** Input for this task follows **

impl WebhookGateway {
    pub fn new(config: GatewayConfig, dispatcher: Dispatcher) -> Self {
        let push_policy = PushPolicy::new(config.github.branching.clone());
        Self {
            config: Arc::new(config),
            clock: Arc::new(LocalClock),
            push_policy,
            dispatcher,
        }
    }

    pub fn with_clock(mut self, clock: impl Clock + 'static) -> Self {
        self.clock = Arc::new(clock);
        self
    }

    pub fn with_push_policy(mut self, push_policy: PushPolicy) -> Self {
        self.push_policy = push_policy;
        self
    }

    pub fn config(&self) -> &GatewayConfig {
        &self.config
    }

    /// Checks a route token against the secret for `kind`.
    pub fn authenticate(&self, kind: EventKind, token: &str) -> bool {
        let expected = match kind {
            EventKind::Deployment => &self.config.deployment.webhook_secret,
            EventKind::Push => &self.config.github.webhook_secret,
        };
        authenticate(token, expected)
    }

    /// Evaluates one event, starting with its token. Any notification is
    /// dispatched before this returns, without waiting for delivery.
    pub fn handle(&self, event: &WebhookEvent) -> Decision {
        if !self.authenticate(event.kind, &event.token) {
            warn!(kind = %event.kind, "Webhook token mismatch, rejecting");
            return Decision::Rejected(Rejection::Unauthenticated);
        }
        self.handle_authenticated(event)
    }

    /// Evaluates an event whose token the caller has already checked with
    /// [`WebhookGateway::authenticate`].
    pub fn handle_authenticated(&self, event: &WebhookEvent) -> Decision {
        match event.kind {
            EventKind::Deployment => self.handle_deployment(),
            EventKind::Push => self.handle_push(event),
        }
    }

    fn handle_deployment(&self) -> Decision {
        let window = &self.config.deployment.window;
        let hour = self.clock.current_hour();

        if hour_in_window(hour, window) {
            info!(hour, "Deployment inside window, allowing");
            return Decision::Accepted;
        }

        info!(
            hour,
            from_hour = window.from_hour,
            to_hour = window.to_hour,
            "Deployment outside window, blocking"
        );
        let from = window.from_hour.to_string();
        let to = window.to_hour.to_string();
        let message = NotificationMessage::from_route(
            &self.config.deployment.notification,
            &[("from", from.as_str()), ("to", to.as_str())],
        );
        self.dispatcher.dispatch(message);
        Decision::Rejected(Rejection::PolicyViolation(
            "deployment outside permitted window".to_string(),
        ))
    }

    fn handle_push(&self, event: &WebhookEvent) -> Decision {
        let github_event = event.github_event();
        if github_event != Some("push") {
            info!("Not a push delivery; received {:?}", github_event);
            return Decision::Rejected(Rejection::Malformed(format!(
                "unexpected event {:?}",
                github_event
            )));
        }

        let Payload::Json(value) = &event.payload else {
            info!("Push delivery is not JSON, rejecting");
            return Decision::Rejected(Rejection::Malformed("body is not JSON".to_string()));
        };

        let Some(payload) = PushPayload::from_json(value) else {
            info!("Push body is not a JSON object, rejecting");
            return Decision::Rejected(Rejection::Malformed("body is not an object".to_string()));
        };

        let result = self.push_policy.validate(&payload);
        if result.passed {
            debug!(branch = ?result.branch, "Push passed all checks");
            return Decision::Accepted;
        }

        let reason = result.failure_reason.clone().unwrap_or_default();
        if result.is_malformed() {
            info!("Push payload malformed: {}", reason);
            return Decision::Rejected(Rejection::Malformed(reason));
        }

        let branch = result.branch.as_deref().unwrap_or_default();
        info!(branch, "Push rejected: {}", reason);
        let checks = result.violation_summary();
        let message = NotificationMessage::from_route(
            &self.config.github.notification,
            &[("branch", branch), ("checks", checks.as_str())],
        );
        self.dispatcher.dispatch(message);
        Decision::Rejected(Rejection::PolicyViolation(reason))
    }
}

#[cfg(test)]
mod tests {
    use super::*;
    use crate::error::Result;
    use crate::notify::Notifier;
    use crate::policy::BranchingRules;
    use crate::window::{DeploymentWindowConfig, FixedClock};
    use crate::{DeploymentConfig, GithubConfig, NotificationRoute, ServerConfig, SlackConfig};
    use async_trait::async_trait;
    use axum::body::Bytes;
    use axum::http::HeaderMap;
    use serde_json::json;
    use std::time::Duration;
    use tokio::sync::mpsc;

    const DEPLOY_SECRET: &str = "deploy-hash";
    const GITHUB_SECRET: &str = "github-hash";

    struct ChannelNotifier(mpsc::UnboundedSender<NotificationMessage>);

    #[async_trait]
    impl Notifier for ChannelNotifier {
        async fn send(&self, message: &NotificationMessage) -> Result<()> {
            let _ = self.0.send(message.clone());
            Ok(())
        }
    }

    fn config() -> GatewayConfig {
        GatewayConfig {
            server: ServerConfig::default(),
            deployment: DeploymentConfig {
                webhook_secret: DEPLOY_SECRET.to_string(),
                window: DeploymentWindowConfig {
                    from_hour: 8,
                    to_hour: 18,
                },
                notification: NotificationRoute {
                    channel: "#deployments".to_string(),
                    message: "Deployments only between {from} and {to}".to_string(),
                    icon: None,
                },
            },
            github: GithubConfig {
                webhook_secret: GITHUB_SECRET.to_string(),
                branching: BranchingRules::default(),
                notification: NotificationRoute {
                    channel: "#github".to_string(),
                    message: "Branch {branch} rejected: {checks}".to_string(),
                    icon: None,
                },
            },
            slack: SlackConfig::default(),
        }
    }

    fn gateway(hour: u32) -> (WebhookGateway, mpsc::UnboundedReceiver<NotificationMessage>) {
        let (tx, rx) = mpsc::unbounded_channel();
        let dispatcher = Dispatcher::new(Arc::new(ChannelNotifier(tx)));
        (
            WebhookGateway::new(config(), dispatcher).with_clock(FixedClock(hour)),
            rx,
        )
    }

    fn deployment(token: &str) -> WebhookEvent {
        WebhookEvent::new(
            EventKind::Deployment,
            token,
            HeaderMap::new(),
            Payload::Json(json!({})),
        )
    }

    fn push(payload: Payload) -> WebhookEvent {
        let mut headers = HeaderMap::new();
        headers.insert("X-GitHub-Event", "push".parse().unwrap());
        WebhookEvent::new(EventKind::Push, GITHUB_SECRET, headers, payload)
    }

    async fn next_notification(
        rx: &mut mpsc::UnboundedReceiver<NotificationMessage>,
    ) -> NotificationMessage {
        tokio::time::timeout(Duration::from_secs(1), rx.recv())
            .await
            .expect("notification not dispatched")
            .expect("channel closed")
    }

    async fn assert_silent(rx: &mut mpsc::UnboundedReceiver<NotificationMessage>) {
        tokio::time::sleep(Duration::from_millis(50)).await;
        assert!(rx.try_recv().is_err(), "unexpected notification");
    }

    #[tokio::test]
    async fn deployment_inside_window_is_accepted() {
        let (gateway, mut rx) = gateway(10);
        let decision = gateway.handle(&deployment(DEPLOY_SECRET));
        assert_eq!(decision, Decision::Accepted);
        assert_eq!(decision.status_code(), StatusCode::OK);
        assert_silent(&mut rx).await;
    }

    #[tokio::test]
    async fn deployment_outside_window_is_blocked_and_notified() {
        let (gateway, mut rx) = gateway(20);
        let decision = gateway.handle(&deployment(DEPLOY_SECRET));
        assert!(matches!(
            decision,
            Decision::Rejected(Rejection::PolicyViolation(_))
        ));
        assert_eq!(decision.status_code(), StatusCode::NOT_FOUND);

        let message = next_notification(&mut rx).await;
        assert_eq!(message.channel, "#deployments");
        assert_eq!(message.text, "Deployments only between 8 and 18");
        assert_silent(&mut rx).await;
    }

    #[tokio::test]
    async fn wrong_token_is_rejected_silently() {
        let (gateway, mut rx) = gateway(20);
        assert_eq!(
            gateway.handle(&deployment("DEPLOY-HASH")),
            Decision::Rejected(Rejection::Unauthenticated)
        );
        // Tokens are per event kind.
        assert_eq!(
            gateway.handle(&deployment(GITHUB_SECRET)),
            Decision::Rejected(Rejection::Unauthenticated)
        );
        assert_silent(&mut rx).await;
    }

    #[tokio::test]
    async fn valid_workflow_branch_is_accepted() {
        let (gateway, mut rx) = gateway(3);
        let event = push(Payload::Json(json!({"ref": "refs/heads/feature-42"})));
        assert_eq!(gateway.handle(&event), Decision::Accepted);
        // Resubmitting yields the same outcome.
        assert_eq!(gateway.handle(&event), Decision::Accepted);
        assert_silent(&mut rx).await;
    }

    #[tokio::test]
    async fn bad_branch_is_rejected_with_one_notification() {
        let (gateway, mut rx) = gateway(10);
        let event = push(Payload::Json(json!({"ref": "refs/heads/bugfix-1"})));
        let decision = gateway.handle(&event);
        assert!(matches!(
            decision,
            Decision::Rejected(Rejection::PolicyViolation(_))
        ));

        let message = next_notification(&mut rx).await;
        assert_eq!(message.channel, "#github");
        assert!(message.text.contains("bugfix-1"));
        assert!(message.text.contains("branch-naming"));
        assert_silent(&mut rx).await;
    }

    #[tokio::test]
    async fn missing_ref_is_malformed_without_notification() {
        let (gateway, mut rx) = gateway(10);
        let event = push(Payload::Json(json!({"commits": []})));
        assert_eq!(
            gateway.handle(&event),
            Decision::Rejected(Rejection::Malformed("missing ref".to_string()))
        );
        assert_silent(&mut rx).await;
    }

    #[tokio::test]
    async fn non_push_deliveries_are_malformed() {
        let (gateway, mut rx) = gateway(10);

        let mut headers = HeaderMap::new();
        headers.insert("X-GitHub-Event", "ping".parse().unwrap());
        let ping = WebhookEvent::new(
            EventKind::Push,
            GITHUB_SECRET,
            headers,
            Payload::Json(json!({"ref": "refs/heads/feature-1"})),
        );
        assert!(matches!(
            gateway.handle(&ping),
            Decision::Rejected(Rejection::Malformed(_))
        ));

        let raw = push(Payload::Raw(Bytes::from_static(b"ref=refs/heads/feature-1")));
        assert!(matches!(
            gateway.handle(&raw),
            Decision::Rejected(Rejection::Malformed(_))
        ));

        let not_object = push(Payload::Json(json!(["refs/heads/feature-1"])));
        assert!(matches!(
            gateway.handle(&not_object),
            Decision::Rejected(Rejection::Malformed(_))
        ));
        assert_silent(&mut rx).await;
    }

    struct RequireCommits;

    impl crate::policy::PushCheck for RequireCommits {
        fn name(&self) -> &'static str {
            "commits"
        }

        fn check(&self, payload: &PushPayload) -> crate::policy::CheckOutcome {
            if payload.commits.is_empty() {
                crate::policy::CheckOutcome::Violated(vec!["no commits".to_string()])
            } else {
                crate::policy::CheckOutcome::Passed
            }
        }
    }

    #[tokio::test]
    async fn extra_push_checks_are_reported_by_name() {
        let (gateway, mut rx) = gateway(10);
        let gateway = gateway.with_push_policy(
            PushPolicy::new(BranchingRules::default()).with_check(RequireCommits),
        );

        let event = push(Payload::Json(json!({"ref": "refs/heads/feature-7"})));
        assert!(matches!(
            gateway.handle(&event),
            Decision::Rejected(Rejection::PolicyViolation(_))
        ));
        let message = next_notification(&mut rx).await;
        assert_eq!(message.text, "Branch feature-7 rejected: commits: no commits");

        let event = push(Payload::Json(json!({
            "ref": "refs/heads/feature-7",
            "commits": [{"id": "abc", "added": ["README.md"]}]
        })));
        assert_eq!(gateway.handle(&event), Decision::Accepted);
        assert_silent(&mut rx).await;
    }

    #[tokio::test]
    async fn non_string_ref_is_a_missing_ref() {
        let (gateway, mut rx) = gateway(10);
        let event = push(Payload::Json(json!({"ref": 5})));
        assert_eq!(
            gateway.handle(&event),
            Decision::Rejected(Rejection::Malformed("missing ref".to_string()))
        );
        assert_silent(&mut rx).await;
    }

    #[tokio::test]
    async fn reserved_commit_fields_do_not_block_valid_branches() {
        let (gateway, mut rx) = gateway(10);
        for body in [
            json!({"ref": "refs/heads/feature-42", "commits": null}),
            json!({"ref": "refs/heads/feature-42", "commits": [{"id": 1}]}),
            json!({"ref": "refs/heads/feature-42", "commits": [{"added": null}]}),
        ] {
            let event = push(Payload::Json(body.clone()));
            assert_eq!(gateway.handle(&event), Decision::Accepted, "{}", body);
        }
        assert_silent(&mut rx).await;
    }

    #[tokio::test]
    async fn handle_authenticated_skips_the_token_check() {
        let (gateway, _rx) = gateway(10);
        let event = deployment("not-the-secret");
        assert_eq!(
            gateway.handle(&event),
            Decision::Rejected(Rejection::Unauthenticated)
        );
        assert_eq!(gateway.handle_authenticated(&event), Decision::Accepted);
    }

    #[tokio::test]
    async fn push_checks_ignore_the_deployment_window() {
        let (gateway, _rx) = gateway(23);
        let event = push(Payload::Json(json!({"ref": "refs/heads/master"})));
        assert_eq!(gateway.handle(&event), Decision::Accepted);
    }
}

** End of Input for this task **

Aim of the task. What you retype should run from the first line of the entries above through the line containing "fn handle_deployment(&self) ->", exactly and in full.

Answer for this exercise.
impl WebhookGateway {
    pub fn new(config: GatewayConfig, dispatcher: Dispatcher) -> Self {
        let push_policy = PushPolicy::new(config.github.branching.clone());
        Self {
            config: Arc::new(config),
            clock: Arc::new(LocalClock),
            push_policy,
            dispatcher,
        }
    }

    pub fn with_clock(mut self, clock: impl Clock + 'static) -> Self {
        self.clock = Arc::new(clock);
        self
    }

    pub fn with_push_policy(mut self, push_policy: PushPolicy) -> Self {
        self.push_policy = push_policy;
        self
    }

    pub fn config(&self) -> &GatewayConfig {
        &self.config
    }

    /// Checks a route token against the secret for `kind`.
    pub fn authenticate(&self, kind: EventKind, token: &str) -> bool {
        let expected = match kind {
            EventKind::Deployment => &self.config.deployment.webhook_secret,
            EventKind::Push => &self.config.github.webhook_secret,
        };
        authenticate(token, expected)
    }

    /// Evaluates one event, starting with its token. Any notification is
    /// dispatched before this returns, without waiting for delivery.
    pub fn handle(&self, event: &WebhookEvent) -> Decision {
        if !self.authenticate(event.kind, &event.token) {
            warn!(kind = %event.kind, "Webhook token mismatch, rejecting");
            return Decision::Rejected(Rejection::Unauthenticated);
        }
        self.handle_authenticated(event)
    }

    /// Evaluates an event whose token the caller has already checked with
    /// [`WebhookGateway::authenticate`].
    pub fn handle_authenticated(&self, event: &WebhookEvent) -> Decision {
        match event.kind {
            EventKind::Deployment => self.handle_deployment(),
            EventKind::Push => self.handle_push(event),
        }
    }

    fn handle_deployment(&self) -> Decision {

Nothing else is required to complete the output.